When you find out that you are intolerant to milk or just dairy in general, it can be frustrating to take a look at your diet and wonder how you’re going to get enough calcium into it. After all, isn’t this important mineral hard to find in other sources? Sure, it’s most commonly found in dairy sources, but there are plenty of other non-dairy products you can rely on to make sure that you have enough of it in your diet.
Calcium dense foods
Here, you’ll find some of the best calcium supplements. Not only are these great for their high levels of calcium, but they’re also wonderful adding into recipes or adding to your dinner plate as a little something extra for the health benefits.
• Canned sardines or shrimp: Both of these easy to find foods can be added to stir-fry recipes or simply added to salads, and they’ll be able to give you a kick in calcium. It is important that you look for those that include bones (where applicable and that they are canned in oil (again, where applicable). This will give the most calcium bang for your buck!

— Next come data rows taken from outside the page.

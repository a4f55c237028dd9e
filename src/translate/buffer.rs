//! Reassembly of server-sent-event frames from arbitrarily chunked transport text.
//!
//! A [`ChunkBuffer`] belongs to exactly one stream session. Chunks are appended
//! as they arrive; every complete frame (terminated by a blank line) is split
//! off and reduced to its `data:` payload, while a trailing partial frame is
//! kept for the next call. The provider's completion sentinel (`[DONE]` for
//! `OpenAI`) is recognized and swallowed here so it never reaches a parser.

/// Frame accumulator for a single streaming session.
#[derive(Debug, Default)]
pub struct ChunkBuffer {
    buffer: String,
    pending_bytes: Vec<u8>,
    sentinel: Option<&'static str>,
    saw_sentinel: bool,
}

impl ChunkBuffer {
    pub fn new(sentinel: Option<&'static str>) -> Self {
        Self {
            sentinel,
            ..Self::default()
        }
    }

    /// Append transport bytes. An incomplete UTF-8 sequence at the end of
    /// `raw` is held back until the next call completes it.
    pub fn add_bytes(&mut self, raw: &[u8]) -> Vec<String> {
        self.pending_bytes.extend_from_slice(raw);
        let text = decode_utf8_prefix(&mut self.pending_bytes);
        self.add_chunk(&text)
    }

    /// Append a text chunk and return the payloads of all frames it completed,
    /// in arrival order.
    pub fn add_chunk(&mut self, raw: &str) -> Vec<String> {
        self.buffer.extend(raw.chars().filter(|c| *c != '\r'));

        let mut frames = Vec::new();
        while let Some(end) = self.buffer.find("\n\n") {
            let frame: String = self.buffer.drain(..end + 2).collect();
            if let Some(payload) = self.frame_payload(&frame) {
                frames.push(payload);
            }
        }
        frames
    }

    /// Buffered text that has not yet formed a complete frame, if any of it is
    /// non-blank.
    #[must_use]
    pub fn remaining_data(&self) -> Option<String> {
        let mut rest = self.buffer.clone();
        if !self.pending_bytes.is_empty() {
            rest.push_str(&String::from_utf8_lossy(&self.pending_bytes));
        }
        if rest.trim().is_empty() {
            None
        } else {
            Some(rest)
        }
    }

    /// Drain the buffer at end of stream, returning the payload of the
    /// trailing partial frame. Text without a `data:` field is returned as-is.
    pub fn flush(&mut self) -> Option<String> {
        let rest = self.remaining_data()?;
        self.buffer.clear();
        self.pending_bytes.clear();

        if has_data_field(&rest) {
            self.frame_payload(&rest)
        } else {
            let trimmed = rest.trim();
            if self.is_sentinel(trimmed) {
                self.saw_sentinel = true;
                None
            } else {
                Some(trimmed.to_string())
            }
        }
    }

    /// Whether the completion sentinel has been seen.
    #[must_use]
    pub fn saw_sentinel(&self) -> bool {
        self.saw_sentinel
    }

    fn frame_payload(&mut self, frame: &str) -> Option<String> {
        let data: Vec<&str> = frame
            .lines()
            .filter_map(|line| line.strip_prefix("data:"))
            .map(|rest| rest.strip_prefix(' ').unwrap_or(rest))
            .collect();

        // event:/id:/retry: lines and comments carry no payload
        if data.is_empty() {
            return None;
        }

        let payload = data.join("\n");
        if self.is_sentinel(payload.trim()) {
            self.saw_sentinel = true;
            return None;
        }
        Some(payload)
    }

    fn is_sentinel(&self, payload: &str) -> bool {
        self.sentinel.is_some_and(|s| s == payload)
    }
}

fn has_data_field(text: &str) -> bool {
    text.lines().any(|line| line.starts_with("data:"))
}

/// Decode the longest valid UTF-8 prefix of `pending`, leaving an incomplete
/// trailing sequence in place. Invalid sequences are replaced with U+FFFD.
fn decode_utf8_prefix(pending: &mut Vec<u8>) -> String {
    let mut out = String::new();
    loop {
        match std::str::from_utf8(pending) {
            Ok(text) => {
                out.push_str(text);
                pending.clear();
                return out;
            }
            Err(e) => {
                let valid = e.valid_up_to();
                match e.error_len() {
                    None => {
                        out.push_str(&String::from_utf8_lossy(&pending[..valid]));
                        pending.drain(..valid);
                        return out;
                    }
                    Some(len) => {
                        out.push_str(&String::from_utf8_lossy(&pending[..valid + len]));
                        pending.drain(..valid + len);
                    }
                }
            }
        }
    }
}
//! Wire types for the [OpenAI Chat Completions API](https://platform.openai.com/docs/api-reference/chat).
//!
//! Roles are kept as plain strings so that case-insensitive matching happens
//! during normalization rather than failing at deserialization.

use serde::{Deserialize, Serialize};

// ---------------------------------------------------------------------------
// Request types
// ---------------------------------------------------------------------------

#[derive(Debug, Clone, Default, Serialize, Deserialize)]
pub struct ChatCompletionRequest {
    pub model: String,
    pub messages: Vec<ChatMessage>,
    #[serde(skip_serializing_if = "Option::is_none")]
    pub max_tokens: Option<u64>,
    /// Newer name for `max_tokens`; only read, never emitted.
    #[serde(default, skip_serializing)]
    pub max_completion_tokens: Option<u64>,
    #[serde(skip_serializing_if = "Option::is_none")]
    pub temperature: Option<f64>,
    #[serde(skip_serializing_if = "Option::is_none")]
    pub top_p: Option<f64>,
    #[serde(skip_serializing_if = "Option::is_none")]
    pub frequency_penalty: Option<f64>,
    #[serde(skip_serializing_if = "Option::is_none")]
    pub presence_penalty: Option<f64>,
    #[serde(skip_serializing_if = "Option::is_none")]
    pub stop: Option<StopSequences>,
    #[serde(skip_serializing_if = "Option::is_none")]
    pub stream: Option<bool>,
    #[serde(default, skip_serializing_if = "Option::is_none")]
    pub stream_options: Option<StreamOptions>,
}

#[derive(Debug, Clone, Default, Serialize, Deserialize)]
pub struct StreamOptions {
    #[serde(default)]
    pub include_usage: bool,
}

#[derive(Debug, Clone, Serialize, Deserialize)]
#[serde(untagged)]
pub enum StopSequences {
    One(String),
    Many(Vec<String>),
}

impl StopSequences {
    pub fn into_vec(self) -> Vec<String> {
        match self {
            StopSequences::One(s) => vec![s],
            StopSequences::Many(v) => v,
        }
    }
}

#[derive(Debug, Clone, Serialize, Deserialize)]
pub struct ChatMessage {
    pub role: String,
    #[serde(default, skip_serializing_if = "Option::is_none")]
    pub content: Option<ChatContent>,
    #[serde(default, skip_serializing_if = "Option::is_none")]
    pub name: Option<String>,
    #[serde(default, skip_serializing_if = "Option::is_none")]
    pub tool_call_id: Option<String>,
}

#[derive(Debug, Clone, Serialize, Deserialize)]
#[serde(untagged)]
pub enum ChatContent {
    Text(String),
    Parts(Vec<ContentPart>),
}

impl ChatContent {
    /// Text of the content; text parts are concatenated in order and any
    /// other part is dropped.
    pub fn as_text(&self) -> String {
        match self {
            ChatContent::Text(t) => t.clone(),
            ChatContent::Parts(parts) => parts
                .iter()
                .filter_map(|p| match p {
                    ContentPart::Text { text } => Some(text.as_str()),
                    _ => None,
                })
                .collect(),
        }
    }
}

#[derive(Debug, Clone, Serialize, Deserialize)]
#[serde(tag = "type")]
pub enum ContentPart {
    #[serde(rename = "text")]
    Text { text: String },
    #[serde(rename = "image_url")]
    ImageUrl { image_url: ImageUrlDetail },
    #[serde(other)]
    Other,
}

#[derive(Debug, Clone, Serialize, Deserialize)]
pub struct ImageUrlDetail {
    pub url: String,
    #[serde(skip_serializing_if = "Option::is_none")]
    pub detail: Option<String>,
}

// ---------------------------------------------------------------------------
// Response types
// ---------------------------------------------------------------------------

#[derive(Debug, Clone, Serialize, Deserialize)]
pub struct ChatCompletionResponse {
    pub id: String,
    #[serde(default = "completion_object")]
    pub object: String,
    #[serde(default)]
    pub created: i64,
    pub model: String,
    pub choices: Vec<Choice>,
    #[serde(skip_serializing_if = "Option::is_none")]
    pub usage: Option<ChatUsage>,
}

fn completion_object() -> String {
    "chat.completion".to_string()
}

#[derive(Debug, Clone, Serialize, Deserialize)]
pub struct Choice {
    #[serde(default)]
    pub index: u32,
    pub message: ChoiceMessage,
    pub finish_reason: Option<String>,
}

#[derive(Debug, Clone, Serialize, Deserialize)]
pub struct ChoiceMessage {
    pub role: String,
    #[serde(default)]
    pub content: Option<String>,
    #[serde(default, skip_serializing_if = "Option::is_none")]
    pub name: Option<String>,
}

#[derive(Debug, Clone, Default, Serialize, Deserialize)]
pub struct ChatUsage {
    #[serde(default)]
    pub prompt_tokens: u64,
    #[serde(default)]
    pub completion_tokens: u64,
    #[serde(default)]
    pub total_tokens: u64,
}

// ---------------------------------------------------------------------------
// Streaming chunk types
// ---------------------------------------------------------------------------

/// One `data:` frame of a streamed completion. Error frames carry only `error`.
#[derive(Debug, Clone, Default, Serialize, Deserialize)]
pub struct ChatCompletionChunk {
    #[serde(default, skip_serializing_if = "String::is_empty")]
    pub id: String,
    #[serde(default, skip_serializing_if = "String::is_empty")]
    pub object: String,
    #[serde(default, skip_serializing_if = "is_zero")]
    pub created: i64,
    #[serde(default, skip_serializing_if = "String::is_empty")]
    pub model: String,
    #[serde(default, skip_serializing_if = "Vec::is_empty")]
    pub choices: Vec<ChunkChoice>,
    #[serde(default, skip_serializing_if = "Option::is_none")]
    pub usage: Option<ChatUsage>,
    #[serde(default, skip_serializing_if = "Option::is_none")]
    pub error: Option<ChatError>,
}

fn is_zero(n: &i64) -> bool {
    *n == 0
}

#[derive(Debug, Clone, Default, Serialize, Deserialize)]
pub struct ChunkChoice {
    #[serde(default)]
    pub index: u32,
    #[serde(default)]
    pub delta: ChunkDelta,
    #[serde(default)]
    pub finish_reason: Option<String>,
}

#[derive(Debug, Clone, Default, Serialize, Deserialize)]
pub struct ChunkDelta {
    #[serde(default, skip_serializing_if = "Option::is_none")]
    pub role: Option<String>,
    #[serde(default, skip_serializing_if = "Option::is_none")]
    pub content: Option<String>,
    #[serde(default, skip_serializing_if = "Option::is_none")]
    pub name: Option<String>,
}

// ---------------------------------------------------------------------------
// Error types
// ---------------------------------------------------------------------------

#[derive(Debug, Clone, Serialize, Deserialize)]
pub struct ChatErrorResponse {
    pub error: ChatError,
}

#[derive(Debug, Clone, Serialize, Deserialize)]
pub struct ChatError {
    pub message: String,
    #[serde(rename = "type")]
    #[serde(default)]
    pub error_type: String,
    #[serde(
        default,
        skip_serializing_if = "Option::is_none",
        deserialize_with = "string_or_number"
    )]
    pub code: Option<String>,
    #[serde(default, skip_serializing_if = "Option::is_none")]
    pub param: Option<String>,
}

/// Some OpenAI-compatible upstreams send numeric error codes.
fn string_or_number<'de, D>(deserializer: D) -> Result<Option<String>, D::Error>
where
    D: serde::Deserializer<'de>,
{
    let value = Option::<serde_json::Value>::deserialize(deserializer)?;
    Ok(match value {
        Some(serde_json::Value::String(s)) => Some(s),
        Some(serde_json::Value::Number(n)) => Some(n.to_string()),
        _ => None,
    })
}
//! Demonstrate using the conversion core without a server.
//!
//! Usage:
//!   `cargo run --example translate_only`

use futures::StreamExt;
use llm_bridge::{ProviderKind, ProviderRegistry};

#[tokio::main]
async fn main() -> anyhow::Result<()> {
    let registry = ProviderRegistry::global();

    println!("=== Registered conversions ===");
    for (source, target) in registry.all_conversion_pairs() {
        println!("  {source} -> {target}");
    }

    // An OpenAI-style request, as a chat client would send it
    let openai_request = serde_json::json!({
        "model": "gpt-4o",
        "messages": [
            {"role": "system", "content": "You are a geography expert. Be concise."},
            {"role": "user", "content": "What is the capital of France?"},
            {"role": "assistant", "content": "Paris."},
            {"role": "user", "content": "And Germany?"}
        ],
        "temperature": 0.7,
        "stream": true
    });

    let to_anthropic = registry.pipeline(ProviderKind::OpenAi, ProviderKind::Anthropic)?;
    let anthropic_request = to_anthropic.convert_request(openai_request.to_string().as_bytes())?;

    println!();
    println!("=== Request (Anthropic format) ===");
    println!("{}", serde_json::to_string_pretty(&anthropic_request)?);

    // What an Anthropic upstream would answer, converted back
    let anthropic_response = serde_json::json!({
        "id": "msg_demo",
        "type": "message",
        "role": "assistant",
        "content": [{"type": "text", "text": "Berlin."}],
        "model": "claude-sonnet-4-5",
        "stop_reason": "end_turn",
        "usage": {"input_tokens": 42, "output_tokens": 3}
    });

    let to_openai = registry.pipeline(ProviderKind::Anthropic, ProviderKind::OpenAi)?;
    let openai_response = to_openai.convert_response(anthropic_response.to_string().as_bytes())?;

    println!();
    println!("=== Response (OpenAI format) ===");
    println!("{}", serde_json::to_string_pretty(&openai_response)?);

    // A streamed answer arriving in awkward transport pieces
    println!();
    println!("=== Stream (Anthropic -> OpenAI) ===");

    let transport = concat!(
        "event: message_start\ndata: {\"type\":\"message_start\",\"message\":{\"id\":\"msg_demo\",\"type\":\"message\",\"role\":\"assistant\",\"content\":[],\"model\":\"claude-sonnet-4-5\",\"usage\":{\"input_tokens\":42,\"output_tokens\":1}}}\n\n",
        "event: content_block_delta\ndata: {\"type\":\"content_block_delta\",\"index\":0,\"delta\":{\"type\":\"text_delta\",\"text\":\"Ber\"}}\n\n",
        "event: content_block_delta\ndata: {\"type\":\"content_block_delta\",\"index\":0,\"delta\":{\"type\":\"text_delta\",\"text\":\"lin.\"}}\n\n",
        "event: message_delta\ndata: {\"type\":\"message_delta\",\"delta\":{\"stop_reason\":\"end_turn\"},\"usage\":{\"output_tokens\":3}}\n\n",
        "event: message_stop\ndata: {\"type\":\"message_stop\"}\n\n",
    );
    let pieces = transport
        .as_bytes()
        .chunks(37)
        .map(Ok::<_, llm_bridge::BridgeError>);

    let mut frames = Box::pin(to_openai.convert_stream(tokio_stream::iter(pieces)));
    while let Some(frame) = frames.next().await {
        print!("  {}", frame?);
    }

    println!();
    println!("Done! The conversion core works without any network calls.");
    Ok(())
}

• Alternative milk and juices: From soy milk to almond milk to orange juice, you can find all sorts of drinks that are fortified with calcium itself in order to offer you a little boost in your meals or when you just need something to drink. Make sure you check the label to see that it is actually fortified with calcium, as not all are.
• Greens: Whether these are turnip greens, kale, broccoli, or cabbage, green vegetables are going to be able to offer you rich calcium. They can be eaten cooked or raw. When you are looking at the best minerals and vitamins, it’s best to look at steaming vegetables, as this maintains the most nutrients through cooking.
• Beans: Whether they’re kidney beans, soybeans, or others, these are delicious additions to stews, soups, chilis, and more. They’re also very rich in calcium.
Approaching your diet
Now that you have some great foods and drinks to add to your diet, it’s important to take a look at the changes you may need to make to remove dairy out of it. You’ll want to avoid the use of milk and cheese, of course, but this not only includes straight-up use, but it also includes baking and cooking. When a recipe calls for a cup of milk, substitute it with almond milk (fortified if possible), etc.
You’ll also want to take a look at “hidden” sources of milk. These could include salad dressings, many desserts, drinks, sauces, and more. Milk and dairy products can often be hidden where you’d never think to check.
Taking dairy out of your diet can take some work and effort, but it certainly isn’t impossible when you rely on the right substitutions and suggestions to help you make the most of it. Living dairy-free may mean a change, but dealing with calcium deficiency doesn’t have to be your new reality.